Dataset entries:
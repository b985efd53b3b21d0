use s3tables_query::config::{self, DEFAULT_REGION, Overrides};
use secrecy::ExposeSecret;
use std::io::Write;
use std::path::PathBuf;
use std::sync::Mutex;
use std::time::Duration;

// --- Env var test infrastructure ---

/// Static mutex to serialize tests that touch process env vars.
static ENV_MUTEX: Mutex<()> = Mutex::new(());

/// Every variable the loader reads.
const MANAGED_VARS: &[&str] = &[
    "S3TQ_CONFIG",
    "S3TQ_ALLOW_WRITE",
    "S3TQ_ATHENA_WORKGROUP",
    "S3TQ_ATHENA_RESULT_LOCATION",
    "AWS_REGION",
    "AWS_ACCESS_KEY_ID",
    "AWS_SECRET_ACCESS_KEY",
    "AWS_SESSION_TOKEN",
    "EMR_SERVERLESS_APPLICATION_ID",
    "EMR_SERVERLESS_JOB_ROLE_ARN",
];

/// RAII guard: clears the managed env vars, sets the given ones, and
/// clears them all again on Drop. Holds ENV_MUTEX for its lifetime.
struct EnvGuard {
    _lock: std::sync::MutexGuard<'static, ()>,
}

impl EnvGuard {
    fn new(vars: &[(&str, &str)]) -> Self {
        let lock = ENV_MUTEX.lock().unwrap_or_else(|e| e.into_inner());
        clear_managed();
        for (key, val) in vars {
            // SAFETY: env var access is serialized by ENV_MUTEX
            unsafe {
                std::env::set_var(key, val);
            }
        }
        EnvGuard { _lock: lock }
    }
}

impl Drop for EnvGuard {
    fn drop(&mut self) {
        clear_managed();
    }
}

fn clear_managed() {
    for key in MANAGED_VARS {
        // SAFETY: env var access is serialized by ENV_MUTEX
        unsafe {
            std::env::remove_var(key);
        }
    }
}

/// A config file holding `content`; kept alive by the returned handle.
fn config_file(content: &str) -> tempfile::NamedTempFile {
    let mut file = tempfile::NamedTempFile::new().unwrap();
    file.write_all(content.as_bytes()).unwrap();
    file
}

fn overrides_for(file: &tempfile::NamedTempFile) -> Overrides {
    Overrides {
        config_path: Some(file.path().to_path_buf()),
        ..Overrides::default()
    }
}

// --- defaults ---

#[test]
fn test_empty_file_gives_defaults() {
    let _env = EnvGuard::new(&[]);
    let file = config_file("");

    let config = config::load(&overrides_for(&file)).unwrap();

    assert!(!config.allow_write);
    assert_eq!(config.region, None);
    assert_eq!(config.client_region(), DEFAULT_REGION);
    assert_eq!(config.default_row_limit, None);
    assert_eq!(config.engines.duckdb.memory_limit, "2GB");
    assert_eq!(config.engines.duckdb.threads, 4);
    assert!(config.engines.duckdb.credentials.is_none());
    assert_eq!(config.engines.athena.workgroup, "primary");
    assert_eq!(config.engines.athena.poll_interval, Duration::from_millis(1000));
    assert_eq!(config.engines.athena.common.timeout_seconds, 300);
    assert_eq!(config.engines.athena.common.max_retries, 3);
    assert!(config.engines.spark.is_none());
    assert!(config.engines.iceberg.is_none());
}

#[test]
fn test_missing_explicit_config_is_an_error() {
    let _env = EnvGuard::new(&[]);
    let overrides = Overrides {
        config_path: Some(PathBuf::from("/nonexistent/s3tables-query.toml")),
        ..Overrides::default()
    };

    let err = config::load(&overrides).unwrap_err();

    assert_eq!(err.kind(), "config");
    assert!(err.to_string().contains("config file not found"));
}

#[test]
fn test_config_path_from_env() {
    let file = config_file("[defaults]\nrow_limit = 25\n");
    let path = file.path().display().to_string();
    let _env = EnvGuard::new(&[("S3TQ_CONFIG", &path)]);

    let config = config::load(&Overrides::default()).unwrap();

    assert_eq!(config.default_row_limit, Some(25));
}

#[test]
fn test_invalid_toml_is_an_error() {
    let _env = EnvGuard::new(&[]);
    let file = config_file("[defaults\nregion = ");

    let err = config::load(&overrides_for(&file)).unwrap_err();

    assert!(err.to_string().starts_with("config: invalid config file"));
}

// --- precedence ---

#[test]
fn test_region_precedence_flag_env_file() {
    let file = config_file("[defaults]\nregion = \"eu-west-1\"\n");

    {
        let _env = EnvGuard::new(&[]);
        let config = config::load(&overrides_for(&file)).unwrap();
        assert_eq!(config.region.as_deref(), Some("eu-west-1"));
    }
    {
        let _env = EnvGuard::new(&[("AWS_REGION", "us-west-2")]);
        let config = config::load(&overrides_for(&file)).unwrap();
        assert_eq!(config.region.as_deref(), Some("us-west-2"));
        assert_eq!(config.engines.athena.region, "us-west-2");
    }
    {
        let _env = EnvGuard::new(&[("AWS_REGION", "us-west-2")]);
        let overrides = Overrides {
            region: Some("ap-south-1".to_string()),
            ..overrides_for(&file)
        };
        let config = config::load(&overrides).unwrap();
        assert_eq!(config.client_region(), "ap-south-1");
        assert_eq!(config.engines.duckdb.region, "ap-south-1");
    }
}

#[test]
fn test_allow_write_sources() {
    let enabled = config_file("[defaults]\nallow_write = true\n");
    let disabled = config_file("");

    {
        let _env = EnvGuard::new(&[]);
        assert!(config::load(&overrides_for(&enabled)).unwrap().allow_write);
        assert!(!config::load(&overrides_for(&disabled)).unwrap().allow_write);
    }
    {
        let _env = EnvGuard::new(&[("S3TQ_ALLOW_WRITE", "true")]);
        assert!(config::load(&overrides_for(&disabled)).unwrap().allow_write);
    }
    {
        let _env = EnvGuard::new(&[("S3TQ_ALLOW_WRITE", "false")]);
        assert!(!config::load(&overrides_for(&enabled)).unwrap().allow_write);
    }
    {
        let _env = EnvGuard::new(&[("S3TQ_ALLOW_WRITE", "false")]);
        let overrides = Overrides {
            allow_write: true,
            ..overrides_for(&disabled)
        };
        assert!(config::load(&overrides).unwrap().allow_write);
    }
}

// --- engine sections ---

#[test]
fn test_engine_sections_from_file() {
    let _env = EnvGuard::new(&[]);
    let file = config_file(
        r#"
[engines.duckdb]
memory_limit = "8GB"
threads = 16
timeout_seconds = 60

[engines.athena]
workgroup = "analysts"
result_location = "s3://results/"
poll_interval_ms = 250
max_retries = 5

[engines.spark]
application_id = "00fabc"
execution_role_arn = "arn:aws:iam::111122223333:role/job"
executor_cores = 4
"#,
    );

    let engines = config::load(&overrides_for(&file)).unwrap().engines;

    assert_eq!(engines.duckdb.memory_limit, "8GB");
    assert_eq!(engines.duckdb.threads, 16);
    assert_eq!(engines.duckdb.common.timeout_seconds, 60);
    assert_eq!(engines.athena.workgroup, "analysts");
    assert_eq!(engines.athena.result_location.as_deref(), Some("s3://results/"));
    assert_eq!(engines.athena.poll_interval, Duration::from_millis(250));
    assert_eq!(engines.athena.common.max_retries, 5);

    let spark = engines.spark.unwrap();
    assert_eq!(spark.application_id, "00fabc");
    assert_eq!(spark.execution_role_arn.as_deref(), Some("arn:aws:iam::111122223333:role/job"));
    assert_eq!(spark.executor_cores, 4);
    assert_eq!(spark.executor_memory, "4g");
    assert_eq!(spark.log_group, "/aws/emr-serverless/s3tables-query");
}

#[test]
fn test_engine_env_overrides() {
    let _env = EnvGuard::new(&[
        ("S3TQ_ATHENA_WORKGROUP", "etl"),
        ("S3TQ_ATHENA_RESULT_LOCATION", "s3://env-results/"),
        ("EMR_SERVERLESS_APPLICATION_ID", "app-env"),
        ("EMR_SERVERLESS_JOB_ROLE_ARN", "arn:aws:iam::1:role/env"),
    ]);
    let file = config_file("[engines.athena]\nworkgroup = \"file\"\n");

    let engines = config::load(&overrides_for(&file)).unwrap().engines;

    assert_eq!(engines.athena.workgroup, "etl");
    assert_eq!(engines.athena.result_location.as_deref(), Some("s3://env-results/"));
    let spark = engines.spark.unwrap();
    assert_eq!(spark.application_id, "app-env");
    assert_eq!(spark.execution_role_arn.as_deref(), Some("arn:aws:iam::1:role/env"));
}

#[test]
fn test_iceberg_section_fills_defaults() {
    let _env = EnvGuard::new(&[("AWS_REGION", "us-west-2")]);
    let file = config_file(
        "[engines.iceberg]\nwarehouse = \"arn:aws:s3tables:us-west-2:111122223333:bucket/lake\"\n",
    );

    let iceberg = config::load(&overrides_for(&file))
        .unwrap()
        .engines
        .iceberg
        .unwrap();

    assert_eq!(iceberg.uri, "https://s3tables.us-west-2.amazonaws.com/iceberg");
    assert_eq!(iceberg.region, "us-west-2");
    assert_eq!(iceberg.namespace, "default");
    assert_eq!(iceberg.catalog_name, "s3tablescatalog");
    assert_eq!(iceberg.signing_name, "s3tables");
    assert!(iceberg.sigv4_enabled);
}

#[test]
fn test_iceberg_section_requires_warehouse() {
    let _env = EnvGuard::new(&[]);
    let file = config_file("[engines.iceberg]\nnamespace = \"sales\"\n");

    let err = config::load(&overrides_for(&file)).unwrap_err();

    assert!(err.to_string().contains("requires a warehouse"));
}

#[test]
fn test_s3_credentials_from_env_are_secret() {
    let _env = EnvGuard::new(&[
        ("AWS_ACCESS_KEY_ID", "AKIAEXAMPLE"),
        ("AWS_SECRET_ACCESS_KEY", "wJalrXUtnFEMI"),
    ]);
    let file = config_file("");

    let config = config::load(&overrides_for(&file)).unwrap();

    let credentials = config.engines.duckdb.credentials.unwrap();
    assert_eq!(credentials.access_key_id, "AKIAEXAMPLE");
    assert_eq!(credentials.secret_access_key.expose_secret(), "wJalrXUtnFEMI");
    assert!(credentials.session_token.is_none());
    assert!(!format!("{:?}", credentials).contains("wJalrXUtnFEMI"));
}

#[test]
fn test_access_key_without_secret_uses_chain() {
    let _env = EnvGuard::new(&[("AWS_ACCESS_KEY_ID", "AKIAEXAMPLE")]);
    let file = config_file("");

    let config = config::load(&overrides_for(&file)).unwrap();

    assert!(config.engines.duckdb.credentials.is_none());
}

(EXERCISE INSTRUCTIONS):
Of the entries above, repeat exactly the lines between the line with "threads = 16" and the line with "assert_eq!(engines.duckdb.common.timeout_seconds, 60);", inclusive, and no others.

(ANSWER TO THE EXERCISE):
threads = 16
timeout_seconds = 60

[engines.athena]
workgroup = "analysts"
result_location = "s3://results/"
poll_interval_ms = 250
max_retries = 5

[engines.spark]
application_id = "00fabc"
execution_role_arn = "arn:aws:iam::111122223333:role/job"
executor_cores = 4
"#,
    );

    let engines = config::load(&overrides_for(&file)).unwrap().engines;

    assert_eq!(engines.duckdb.memory_limit, "8GB");
    assert_eq!(engines.duckdb.threads, 16);
    assert_eq!(engines.duckdb.common.timeout_seconds, 60);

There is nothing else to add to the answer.